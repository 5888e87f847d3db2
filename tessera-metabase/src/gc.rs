//! Metadata garbage collection
//!
//! Two passes share one cursor-paged loop:
//! - expired objects: committed objects whose expiration is in the past
//! - zombie objects: pending uploads abandoned past their deadline
//!
//! Each object (row plus all of its segments) is deleted as one atomic
//! unit. A failed unit is reported and left for the next pass; the cursor
//! still advances past it so a pass always terminates.

use crate::error::{MetabaseError, Result};
use crate::models::{DeletedCounts, ObjectStream};
use crate::store::{MetabaseStore, ScanFilter, ScanQuery};
use chrono::{DateTime, Utc};
use metrics::{counter, histogram};
use std::sync::Arc;
use std::time::Instant;
use tokio_util::sync::CancellationToken;
use tracing::{debug, info, instrument, warn};

/// Upper bound on objects read per page
pub const DELETE_BATCH_SIZE_LIMIT: usize = 1000;

/// Clamp a requested batch size into `1..=DELETE_BATCH_SIZE_LIMIT`
///
/// Zero means "use the maximum".
pub fn clamp_batch_size(requested: usize) -> usize {
    if requested == 0 || requested > DELETE_BATCH_SIZE_LIMIT {
        DELETE_BATCH_SIZE_LIMIT
    } else {
        requested
    }
}

/// Garbage collection pass kind
#[derive(Debug, Clone, Copy, PartialEq, Eq)]
pub enum GcPass {
    Expired,
    Zombie,
}

impl GcPass {
    pub fn as_str(&self) -> &'static str {
        match self {
            Self::Expired => "expired",
            Self::Zombie => "zombie",
        }
    }
}

impl std::fmt::Display for GcPass {
    fn fmt(&self, f: &mut std::fmt::Formatter<'_>) -> std::fmt::Result {
        f.write_str(self.as_str())
    }
}

/// Options for deleting expired objects
#[derive(Debug, Clone)]
pub struct DeleteExpiredObjects {
    /// Delete objects that expired strictly before this instant
    pub expired_before: DateTime<Utc>,
    /// Snapshot time for page reads
    pub as_of_system_time: Option<DateTime<Utc>>,
    pub batch_size: usize,
}

/// Options for deleting zombie (abandoned pending) objects
#[derive(Debug, Clone)]
pub struct DeleteZombieObjects {
    /// Delete pending objects whose deadline is strictly before this instant
    pub deadline_before: DateTime<Utc>,
    /// Snapshot time for page reads
    pub as_of_system_time: Option<DateTime<Utc>>,
    pub batch_size: usize,
}

/// A deletion unit that failed and stays in place for the next pass
#[derive(Debug)]
pub struct UnitFailure {
    pub object: ObjectStream,
    pub error: MetabaseError,
}

/// Outcome of one full pass
#[derive(Debug)]
pub struct GcReport {
    pub pass: GcPass,
    /// Pages read
    pub batches: u64,
    pub objects_scanned: u64,
    pub objects_deleted: u64,
    pub segments_deleted: u64,
    pub failures: Vec<UnitFailure>,
    /// The pass stopped early because cancellation was requested
    pub cancelled: bool,
}

impl GcReport {
    fn new(pass: GcPass) -> Self {
        Self {
            pass,
            batches: 0,
            objects_scanned: 0,
            objects_deleted: 0,
            segments_deleted: 0,
            failures: Vec::new(),
            cancelled: false,
        }
    }

    /// Every visited unit was deleted
    pub fn is_clean(&self) -> bool {
        self.failures.is_empty() && !self.cancelled
    }
}

/// Runs garbage collection passes against a metabase store
#[derive(Clone)]
pub struct MetabaseGc {
    store: Arc<dyn MetabaseStore>,
    cancel: CancellationToken,
}

impl MetabaseGc {
    pub fn new(store: Arc<dyn MetabaseStore>) -> Self {
        Self {
            store,
            cancel: CancellationToken::new(),
        }
    }

    /// Stop passes between pages once `token` is cancelled
    pub fn with_cancellation(mut self, token: CancellationToken) -> Self {
        self.cancel = token;
        self
    }

    /// Delete every committed object that expired before `opts.expired_before`
    pub async fn delete_expired_objects(&self, opts: DeleteExpiredObjects) -> Result<GcReport> {
        self.run_pass(
            GcPass::Expired,
            ScanFilter::ExpiredBefore(opts.expired_before),
            opts.as_of_system_time,
            opts.batch_size,
        )
        .await
    }

    /// Delete every pending object whose zombie deadline passed before `opts.deadline_before`
    pub async fn delete_zombie_objects(&self, opts: DeleteZombieObjects) -> Result<GcReport> {
        self.run_pass(
            GcPass::Zombie,
            ScanFilter::ZombieBefore(opts.deadline_before),
            opts.as_of_system_time,
            opts.batch_size,
        )
        .await
    }

    #[instrument(skip(self, filter, as_of), fields(pass = %pass))]
    async fn run_pass(
        &self,
        pass: GcPass,
        filter: ScanFilter,
        as_of: Option<DateTime<Utc>>,
        batch_size: usize,
    ) -> Result<GcReport> {
        let batch_size = clamp_batch_size(batch_size);
        let started = Instant::now();
        let mut report = GcReport::new(pass);
        let mut query = ScanQuery {
            filter,
            after: None,
            limit: batch_size,
            as_of,
        };

        loop {
            if self.cancel.is_cancelled() {
                report.cancelled = true;
                break;
            }

            let page = self.store.scan_objects(&query).await?;
            if page.is_empty() {
                break;
            }
            report.batches += 1;
            report.objects_scanned += page.len() as u64;
            debug!(batch = report.batches, objects = page.len(), "Processing GC batch");

            for object in &page {
                match self.store.delete_object(object).await {
                    Ok(counts) => record_deleted(pass, object, counts, &mut report),
                    Err(e) if e.is_fatal() => return Err(e),
                    Err(e) => {
                        warn!(
                            pass = %pass,
                            key = %object.key,
                            stream_id = %object.stream_id,
                            error = %e,
                            "Failed to delete object"
                        );
                        counter!("metabase_gc_failures_total", "pass" => pass.as_str())
                            .increment(1);
                        report.failures.push(UnitFailure {
                            object: object.clone(),
                            error: e,
                        });
                    }
                }
            }

            // Short page: nothing left past it
            if page.len() < batch_size {
                break;
            }
            query.after = page.last().map(|o| o.key.clone());
        }

        counter!("metabase_gc_batches_total", "pass" => pass.as_str()).increment(report.batches);
        histogram!("metabase_gc_pass_duration_seconds", "pass" => pass.as_str())
            .record(started.elapsed().as_secs_f64());

        info!(
            pass = %pass,
            batches = report.batches,
            objects_deleted = report.objects_deleted,
            segments_deleted = report.segments_deleted,
            failures = report.failures.len(),
            cancelled = report.cancelled,
            "GC pass complete"
        );
        Ok(report)
    }
}

fn record_deleted(pass: GcPass, object: &ObjectStream, counts: DeletedCounts, report: &mut GcReport) {
    if counts.objects == 0 {
        debug!(key = %object.key, "Object already deleted");
    } else {
        info!(
            pass = %pass,
            project_id = %object.key.project_id,
            bucket = %object.key.bucket_name,
            key = %String::from_utf8_lossy(&object.key.object_key),
            version = object.key.version,
            stream_id = %object.stream_id,
            segments = counts.segments,
            "Deleted object"
        );
    }

    report.objects_deleted += counts.objects;
    report.segments_deleted += counts.segments;
    counter!("metabase_gc_objects_deleted_total", "pass" => pass.as_str())
        .increment(counts.objects);
    counter!("metabase_gc_segments_deleted_total", "pass" => pass.as_str())
        .increment(counts.segments);
}
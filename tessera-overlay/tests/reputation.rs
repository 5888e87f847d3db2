//! Reputation tracker behaviour across many updates

use chrono::{DateTime, TimeDelta, TimeZone, Utc};
use proptest::prelude::*;
use std::sync::Arc;
use tessera_core::NodeId;
use tessera_overlay::{AuditHistoryConfig, AuditOutcome, ReputationConfig, ReputationTracker};

fn start() -> DateTime<Utc> {
    Utc.with_ymd_and_hms(2024, 6, 1, 0, 0, 0).unwrap()
}

fn outcome_strategy() -> impl Strategy<Value = AuditOutcome> {
    prop_oneof![
        Just(AuditOutcome::Success),
        Just(AuditOutcome::Failure),
        Just(AuditOutcome::Unknown),
        Just(AuditOutcome::Offline),
    ]
}

fn replay(node: NodeId, outcomes: &[(AuditOutcome, i64)]) -> tessera_overlay::NodeReputation {
    let tracker = ReputationTracker::new(ReputationConfig::default()).unwrap();
    let history = AuditHistoryConfig::default();
    let mut last = None;
    for (outcome, offset_secs) in outcomes {
        let now = start() + TimeDelta::seconds(*offset_secs);
        last = Some(tracker.update(node, *outcome, now, &history).unwrap().0);
    }
    last.unwrap_or_else(|| tracker.get(&node).unwrap())
}

proptest! {
    #[test]
    fn prop_replay_is_deterministic(
        steps in proptest::collection::vec((outcome_strategy(), 0i64..3600), 1..200),
    ) {
        let node = NodeId::random();
        let mut elapsed = 0;
        let timeline: Vec<(AuditOutcome, i64)> = steps
            .into_iter()
            .map(|(outcome, gap)| {
                elapsed += gap;
                (outcome, elapsed)
            })
            .collect();

        let first = replay(node, &timeline);
        let second = replay(node, &timeline);
        prop_assert_eq!(first.audit_score(), second.audit_score());
        prop_assert_eq!(first.unknown_audit_score(), second.unknown_audit_score());
        prop_assert_eq!(first.online_score(), second.online_score());
        prop_assert_eq!(first, second);
    }

    #[test]
    fn prop_scores_stay_in_unit_interval(
        outcomes in proptest::collection::vec(outcome_strategy(), 1..300),
    ) {
        let timeline: Vec<(AuditOutcome, i64)> = outcomes
            .into_iter()
            .enumerate()
            .map(|(i, o)| (o, i as i64 * 600))
            .collect();
        let record = replay(NodeId::random(), &timeline);
        prop_assert!((0.0..=1.0).contains(&record.audit_score()));
        prop_assert!((0.0..=1.0).contains(&record.unknown_audit_score()));
        prop_assert!((0.0..=1.0).contains(&record.online_score()));
        prop_assert_eq!(record.total_audit_count, timeline.len() as u64);
    }
}

#[test]
fn test_concurrent_updates_are_not_lost() {
    let tracker = Arc::new(ReputationTracker::new(ReputationConfig::default()).unwrap());
    let nodes: Vec<NodeId> = (0..4).map(|_| NodeId::random()).collect();

    let handles: Vec<_> = (0..8)
        .map(|t| {
            let tracker = tracker.clone();
            let nodes = nodes.clone();
            std::thread::spawn(move || {
                let history = AuditHistoryConfig::default();
                for i in 0..250 {
                    let node = nodes[(t + i) % nodes.len()];
                    tracker
                        .update(node, AuditOutcome::Success, Utc::now(), &history)
                        .unwrap();
                }
            })
        })
        .collect();
    for handle in handles {
        handle.join().unwrap();
    }

    let total: u64 = nodes
        .iter()
        .map(|n| tracker.get(n).unwrap().audit_success_count)
        .sum();
    assert_eq!(total, 8 * 250);
    assert_eq!(tracker.len(), 4);
}
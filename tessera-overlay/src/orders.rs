//! Signed order limits
//!
//! An order limit authorizes one node to store or serve one piece. The
//! satellite signs a bincode encoding of every field except the signature;
//! nodes verify it with the satellite's public key before acting.

use async_trait::async_trait;
use chrono::{DateTime, TimeDelta, Utc};
use metrics::counter;
use parking_lot::Mutex;
use serde::{Deserialize, Serialize};
use std::time::Duration;
use tessera_core::{
    verify_signature, CoreError, NodeId, PieceId, PieceNumber, SegmentId, SigningIdentity,
};
use thiserror::Error;
use tracing::debug;
use uuid::Uuid;

/// Order errors
#[derive(Error, Debug)]
pub enum OrderError {
    #[error("Invalid signing identity: {0}")]
    InvalidIdentity(CoreError),

    #[error("Piece size {size} exceeds maximum {max}")]
    PieceTooLarge { size: u64, max: u64 },

    #[error("Order {0} expired")]
    Expired(Uuid),

    #[error("Order {0} has an invalid signature")]
    InvalidSignature(Uuid),

    #[error("Encoding error: {0}")]
    Encoding(#[from] bincode::Error),

    #[error("Order recorder error: {0}")]
    Recorder(String),
}

impl OrderError {
    /// Whether the error invalidates every future order, not just this one
    pub fn is_fatal(&self) -> bool {
        matches!(self, Self::InvalidIdentity(_))
    }
}

pub type Result<T> = std::result::Result<T, OrderError>;

/// What an order allows the node to do
#[derive(Debug, Clone, Copy, PartialEq, Eq, Hash, Serialize, Deserialize)]
pub enum PieceAction {
    Get,
    Put,
    GetRepair,
    PutRepair,
}

/// Order configuration
#[derive(Debug, Clone, Serialize, Deserialize)]
#[serde(default)]
pub struct OrderConfig {
    /// Orders are valid for this long after creation
    pub expiration_secs: u64,
    /// Largest piece an order may cover
    pub max_piece_size: u64,
}

impl Default for OrderConfig {
    fn default() -> Self {
        Self {
            expiration_secs: 60 * 60,
            max_piece_size: 64 * 1024 * 1024,
        }
    }
}

impl OrderConfig {
    pub fn expiration(&self) -> Duration {
        Duration::from_secs(self.expiration_secs)
    }
}

/// A signed authorization for one piece transfer
#[derive(Debug, Clone, PartialEq, Eq, Serialize, Deserialize)]
pub struct OrderLimit {
    pub serial_number: Uuid,
    pub satellite_id: NodeId,
    pub storage_node_id: NodeId,
    pub segment_id: SegmentId,
    pub piece_id: PieceId,
    pub piece_number: PieceNumber,
    pub action: PieceAction,
    /// Maximum bytes covered by the order
    pub limit: u64,
    pub order_created: DateTime<Utc>,
    pub order_expiration: DateTime<Utc>,
    pub signature: Vec<u8>,
}

impl OrderLimit {
    /// Bytes covered by the signature
    pub fn signing_bytes(&self) -> Result<Vec<u8>> {
        let unsigned = (
            &self.serial_number,
            &self.satellite_id,
            &self.storage_node_id,
            &self.segment_id,
            &self.piece_id,
            self.piece_number,
            self.action,
            self.limit,
            self.order_created,
            self.order_expiration,
        );
        Ok(bincode::serialize(&unsigned)?)
    }

    /// Check the signature and expiration
    pub fn verify(&self) -> Result<()> {
        self.verify_at(Utc::now())
    }

    pub fn verify_at(&self, now: DateTime<Utc>) -> Result<()> {
        verify_signature(&self.satellite_id, &self.signing_bytes()?, &self.signature)
            .map_err(|_| OrderError::InvalidSignature(self.serial_number))?;
        if now >= self.order_expiration {
            return Err(OrderError::Expired(self.serial_number));
        }
        Ok(())
    }
}

/// Persists issued orders for later settlement
#[async_trait]
pub trait OrderRecorder: Send + Sync {
    async fn record(&self, order: &OrderLimit) -> Result<()>;
}

/// Order recorder that keeps every order in memory
#[derive(Default)]
pub struct MemoryOrderLedger {
    orders: Mutex<Vec<OrderLimit>>,
}

impl MemoryOrderLedger {
    pub fn new() -> Self {
        Self::default()
    }

    pub fn len(&self) -> usize {
        self.orders.lock().len()
    }

    pub fn is_empty(&self) -> bool {
        self.len() == 0
    }

    /// Orders issued for one action
    pub fn with_action(&self, action: PieceAction) -> Vec<OrderLimit> {
        self.orders
            .lock()
            .iter()
            .filter(|o| o.action == action)
            .cloned()
            .collect()
    }
}

#[async_trait]
impl OrderRecorder for MemoryOrderLedger {
    async fn record(&self, order: &OrderLimit) -> Result<()> {
        self.orders.lock().push(order.clone());
        Ok(())
    }
}

/// Creates signed order limits
pub struct OrderService {
    identity: SigningIdentity,
    config: OrderConfig,
    recorder: std::sync::Arc<dyn OrderRecorder>,
}

impl OrderService {
    /// Fails if the identity cannot produce verifiable signatures
    pub fn new(
        identity: SigningIdentity,
        config: OrderConfig,
        recorder: std::sync::Arc<dyn OrderRecorder>,
    ) -> Result<Self> {
        identity.self_check().map_err(OrderError::InvalidIdentity)?;
        Ok(Self {
            identity,
            config,
            recorder,
        })
    }

    pub fn satellite_id(&self) -> NodeId {
        self.identity.node_id()
    }

    /// Authorize `node` to store a repaired piece
    pub async fn create_upload_order(
        &self,
        node: NodeId,
        segment: &SegmentId,
        piece_number: PieceNumber,
        piece_size: u64,
    ) -> Result<OrderLimit> {
        self.create_order(node, segment, piece_number, piece_size, PieceAction::PutRepair)
            .await
    }

    /// Authorize fetching a piece from `node` for repair
    pub async fn create_download_order(
        &self,
        node: NodeId,
        segment: &SegmentId,
        piece_number: PieceNumber,
        piece_size: u64,
    ) -> Result<OrderLimit> {
        self.create_order(node, segment, piece_number, piece_size, PieceAction::GetRepair)
            .await
    }

    async fn create_order(
        &self,
        node: NodeId,
        segment: &SegmentId,
        piece_number: PieceNumber,
        piece_size: u64,
        action: PieceAction,
    ) -> Result<OrderLimit> {
        if piece_size > self.config.max_piece_size {
            return Err(OrderError::PieceTooLarge {
                size: piece_size,
                max: self.config.max_piece_size,
            });
        }

        let now = Utc::now();
        let expiration = TimeDelta::from_std(self.config.expiration())
            .ok()
            .and_then(|ttl| now.checked_add_signed(ttl))
            .unwrap_or(DateTime::<Utc>::MAX_UTC);

        let mut order = OrderLimit {
            serial_number: Uuid::new_v4(),
            satellite_id: self.identity.node_id(),
            storage_node_id: node,
            segment_id: *segment,
            piece_id: segment.piece_id(piece_number),
            piece_number,
            action,
            limit: piece_size,
            order_created: now,
            order_expiration: expiration,
            signature: Vec::new(),
        };
        order.signature = self.identity.sign(&order.signing_bytes()?).to_vec();

        self.recorder.record(&order).await?;
        counter!("orders_created_total", "action" => action_label(action)).increment(1);
        debug!(
            serial = %order.serial_number,
            node = %node,
            segment = %segment,
            piece = piece_number,
            action = ?action,
            "Order created"
        );
        Ok(order)
    }
}

fn action_label(action: PieceAction) -> &'static str {
    match action {
        PieceAction::Get => "get",
        PieceAction::Put => "put",
        PieceAction::GetRepair => "get_repair",
        PieceAction::PutRepair => "put_repair",
    }
}

#[cfg(test)]
mod tests {
    use super::*;
    use std::sync::Arc;
    use tessera_core::{SegmentPosition, StreamId};

    fn service(ledger: Arc<MemoryOrderLedger>) -> OrderService {
        OrderService::new(SigningIdentity::generate(), OrderConfig::default(), ledger).unwrap()
    }

    fn segment() -> SegmentId {
        SegmentId::new(StreamId::new(), SegmentPosition::new(0, 1))
    }

    #[tokio::test]
    async fn test_orders_are_signed_and_recorded() {
        let ledger = Arc::new(MemoryOrderLedger::new());
        let orders = service(ledger.clone());
        let node = NodeId::random();

        let upload = orders.create_upload_order(node, &segment(), 3, 1024).await.unwrap();
        let download = orders.create_download_order(node, &segment(), 4, 1024).await.unwrap();

        assert!(upload.verify().is_ok());
        assert!(download.verify().is_ok());
        assert_eq!(upload.action, PieceAction::PutRepair);
        assert_eq!(download.action, PieceAction::GetRepair);
        assert_ne!(upload.serial_number, download.serial_number);
        assert_eq!(ledger.len(), 2);
        assert_eq!(ledger.with_action(PieceAction::GetRepair).len(), 1);
    }

    #[tokio::test]
    async fn test_tampered_order_fails_verification() {
        let orders = service(Arc::new(MemoryOrderLedger::new()));
        let mut order = orders
            .create_download_order(NodeId::random(), &segment(), 0, 512)
            .await
            .unwrap();
        order.limit = 1 << 30;
        assert!(matches!(order.verify(), Err(OrderError::InvalidSignature(_))));
    }

    #[tokio::test]
    async fn test_expired_order() {
        let orders = service(Arc::new(MemoryOrderLedger::new()));
        let order = orders
            .create_upload_order(NodeId::random(), &segment(), 0, 512)
            .await
            .unwrap();
        let later = order.order_expiration + TimeDelta::seconds(1);
        assert!(matches!(order.verify_at(later), Err(OrderError::Expired(_))));
    }

    #[tokio::test]
    async fn test_piece_size_limit() {
        let ledger = Arc::new(MemoryOrderLedger::new());
        let orders = service(ledger.clone());
        let result = orders
            .create_upload_order(NodeId::random(), &segment(), 0, 128 * 1024 * 1024)
            .await;
        assert!(matches!(result, Err(OrderError::PieceTooLarge { .. })));
        assert!(ledger.is_empty());
    }

    #[test]
    fn test_invalid_identity_is_fatal() {
        let err = OrderError::InvalidIdentity(CoreError::InvalidSignature);
        assert!(err.is_fatal());
        assert!(!OrderError::Expired(Uuid::nil()).is_fatal());
    }
}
++++++++++++++++++++
▶ Goal of the exercise:
Print, please, the lines above from the very first through the one that holds "pub struct DeleteExpiredObjects", both included, word for word and with nothing else.

▶ Your response:
repository 5888e87f847d3db2
filename tessera-metabase/src/gc.rs
//! Metadata garbage collection
//!
//! Two passes share one cursor-paged loop:
//! - expired objects: committed objects whose expiration is in the past
//! - zombie objects: pending uploads abandoned past their deadline
//!
//! Each object (row plus all of its segments) is deleted as one atomic
//! unit. A failed unit is reported and left for the next pass; the cursor
//! still advances past it so a pass always terminates.

use crate::error::{MetabaseError, Result};
use crate::models::{DeletedCounts, ObjectStream};
use crate::store::{MetabaseStore, ScanFilter, ScanQuery};
use chrono::{DateTime, Utc};
use metrics::{counter, histogram};
use std::sync::Arc;
use std::time::Instant;
use tokio_util::sync::CancellationToken;
use tracing::{debug, info, instrument, warn};

/// Upper bound on objects read per page
pub const DELETE_BATCH_SIZE_LIMIT: usize = 1000;

/// Clamp a requested batch size into `1..=DELETE_BATCH_SIZE_LIMIT`
///
/// Zero means "use the maximum".
pub fn clamp_batch_size(requested: usize) -> usize {
    if requested == 0 || requested > DELETE_BATCH_SIZE_LIMIT {
        DELETE_BATCH_SIZE_LIMIT
    } else {
        requested
    }
}

/// Garbage collection pass kind
#[derive(Debug, Clone, Copy, PartialEq, Eq)]
pub enum GcPass {
    Expired,
    Zombie,
}

impl GcPass {
    pub fn as_str(&self) -> &'static str {
        match self {
            Self::Expired => "expired",
            Self::Zombie => "zombie",
        }
    }
}

impl std::fmt::Display for GcPass {
    fn fmt(&self, f: &mut std::fmt::Formatter<'_>) -> std::fmt::Result {
        f.write_str(self.as_str())
    }
}

/// Options for deleting expired objects
#[derive(Debug, Clone)]
pub struct DeleteExpiredObjects {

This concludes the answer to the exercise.